I have an Athlon 800 running 2.4.1 with two IDE hard drives, hda and hdc.
hda has the OS on it, hdc is currently blank and unused.
Today I had a bad sector error on hdc so I decided to wipe it properly with
the following:
for n in /dev/hdc? ; do cat /dev/zero > $n ; done
When running this I ran top in another session and noticed the cat process
taking 30% CPU time, this is what I expected as the version of cat on that
system uses 1K buffers (4K buffers require half the CPU time according to my
last tests of the issue).
Then I decided to run sync, I expected it to sync all buffers in memory (most
of the 256M of RAM in the machine should have been write-back cache buffers
by that time so it should take less than 10 seconds, the drive is a
reasonably fast ATA66 drive - see
http://www.coker.com.au/~russell/hardware/46g.png for a graph of the drive's
performance characteristics). Instead sync appears to want to keep going
until there are no buffers left (IE when all 46G of data have been written).
Is it supposed to be this way?
I can imagine situations where sync could run for weeks/months/years without
completing!
Then I looked at the top output and it reported that sync was in state "RW"
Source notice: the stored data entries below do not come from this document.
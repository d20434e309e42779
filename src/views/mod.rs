// src/views/mod.rs
//! View helpers: markdown-backed pages and form success/error messages.

use pulldown_cmark::{html, Parser};
use std::fs;
use std::path::Path;
use tracing::warn;

/// What a markdown-backed page shows when its source file is missing. The
/// page still renders; the gap is visible instead of fatal.
pub const MISSING_PAGE_PLACEHOLDER: &str = "<p>This page is not available yet.</p>";

/// Render markdown text to an HTML fragment.
pub fn render_markdown(text: &str) -> String {
    let mut out = String::new();
    html::push_html(&mut out, Parser::new(text));
    out
}

/// Render the markdown file at `path` to HTML. A missing or unreadable file
/// renders [`MISSING_PAGE_PLACEHOLDER`] rather than failing the page.
pub fn render_markdown_file<P: AsRef<Path>>(path: P) -> String {
    let path = path.as_ref();
    match fs::read_to_string(path) {
        Ok(text) => render_markdown(&text),
        Err(err) => {
            warn!(path = %path.display(), %err, "markdown source missing");
            MISSING_PAGE_PLACEHOLDER.to_string()
        }
    }
}

/// Success and error messages for a form-handling view, with overridable
/// text and a model name for the defaults.
#[derive(Debug, Clone, Default)]
pub struct FormMessages {
    pub model: Option<String>,
    pub success: Option<String>,
    pub error: Option<String>,
}

impl FormMessages {
    pub fn for_model(model: &str) -> Self {
        FormMessages {
            model: Some(model.to_string()),
            ..Default::default()
        }
    }

    fn object_name(&self) -> &str {
        self.model.as_deref().unwrap_or("Form")
    }

    pub fn success_message(&self) -> String {
        self.success
            .clone()
            .unwrap_or_else(|| format!("{} saved.", self.object_name()))
    }

    pub fn error_message(&self) -> String {
        self.error
            .clone()
            .unwrap_or_else(|| format!("Error saving {}.", self.object_name()))
    }
}

#[cfg(test)]
mod tests {
    use super::*;
    use anyhow::Result;
    use std::io::Write;
    use tempfile::NamedTempFile;

    #[test]
    fn markdown_file_renders_to_html() -> Result<()> {
        let mut tmp = NamedTempFile::new()?;
        writeln!(tmp, "# About\n\nSome *emphasis* here.")?;
        tmp.flush()?;

        let html = render_markdown_file(tmp.path());
        assert!(html.contains("<h1>About</h1>"));
        assert!(html.contains("<em>emphasis</em>"));
        Ok(())
    }

    #[test]
    fn missing_file_renders_the_placeholder() {
        let html = render_markdown_file("pages/does-not-exist.md");
        assert_eq!(html, MISSING_PAGE_PLACEHOLDER);
    }

    #[test]
    fn form_messages_default_from_the_model_name() {
        let msgs = FormMessages::for_model("Task");
        assert_eq!(msgs.success_message(), "Task saved.");
        assert_eq!(msgs.error_message(), "Error saving Task.");

        let bare = FormMessages::default();
        assert_eq!(bare.success_message(), "Form saved.");
        assert_eq!(bare.error_message(), "Error saving Form.");
    }

    #[test]
    fn explicit_messages_win_over_defaults() {
        let msgs = FormMessages {
            model: Some("Task".into()),
            success: Some("All done!".into()),
            error: None,
        };
        assert_eq!(msgs.success_message(), "All done!");
        assert_eq!(msgs.error_message(), "Error saving Task.");
    }
}
// src/bin/dumpdb.rs
//! Dump the configured database to a timestamped file.
//!
//! Usage: `dumpdb [config.toml]`. The backup directory is `DB_BACKUP_DIR`
//! if set, then the config's `backup.dir`, then `~/tmp/<dbname>`. On success
//! the path of the dump is printed to stdout so scripts can pick it up.

use anyhow::{Context, Result};
use junkdrawer::{backup, config::Config};
use std::path::PathBuf;
use std::{env, process};
use tracing::info;
use tracing_subscriber::{fmt, EnvFilter};

fn main() {
    let env_filter = EnvFilter::try_from_default_env().unwrap_or_else(|_| EnvFilter::new("info"));
    fmt::Subscriber::builder().with_env_filter(env_filter).init();

    if let Err(err) = run() {
        eprintln!("dumpdb: {err:#}");
        process::exit(1);
    }
}

fn run() -> Result<()> {
    let config_path = env::args()
        .nth(1)
        .map(PathBuf::from)
        .or_else(Config::default_path)
        .context("no config path given and no user config directory found")?;
    let config = Config::load(&config_path)?;

    let explicit = env::var_os("DB_BACKUP_DIR")
        .map(PathBuf::from)
        .or_else(|| config.backup.dir.clone());
    let backup_dir =
        backup::resolve_backup_dir(explicit, &config.database.name, dirs::home_dir())?;

    info!(dir = %backup_dir.display(), db = %config.database.name, "backing up database");
    let path = backup::dump_database(&config.database, &backup_dir)?;

    // print the path so other scripts can use it
    println!("{}", path.display());
    Ok(())
}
and using >60% CPU (not in state "D" as I expected). Non-kernel processes
that are not in state "D" are supposed to be killable, so I tried giving it a
"kill -9" which had no affect. So the process seems to be state "D" after
all.
This raises the following questions:
Is this operation considered correct behaviour of 2.4.1 kernels? Or have I
discovered a bug?
Is this a new feature for 2.4.x that processes that are in a disk IO state
will report CPU usage and not report as being in state "D"? If so how do I
recognise such processes?
Is it a known bug that sync can run virtually forever?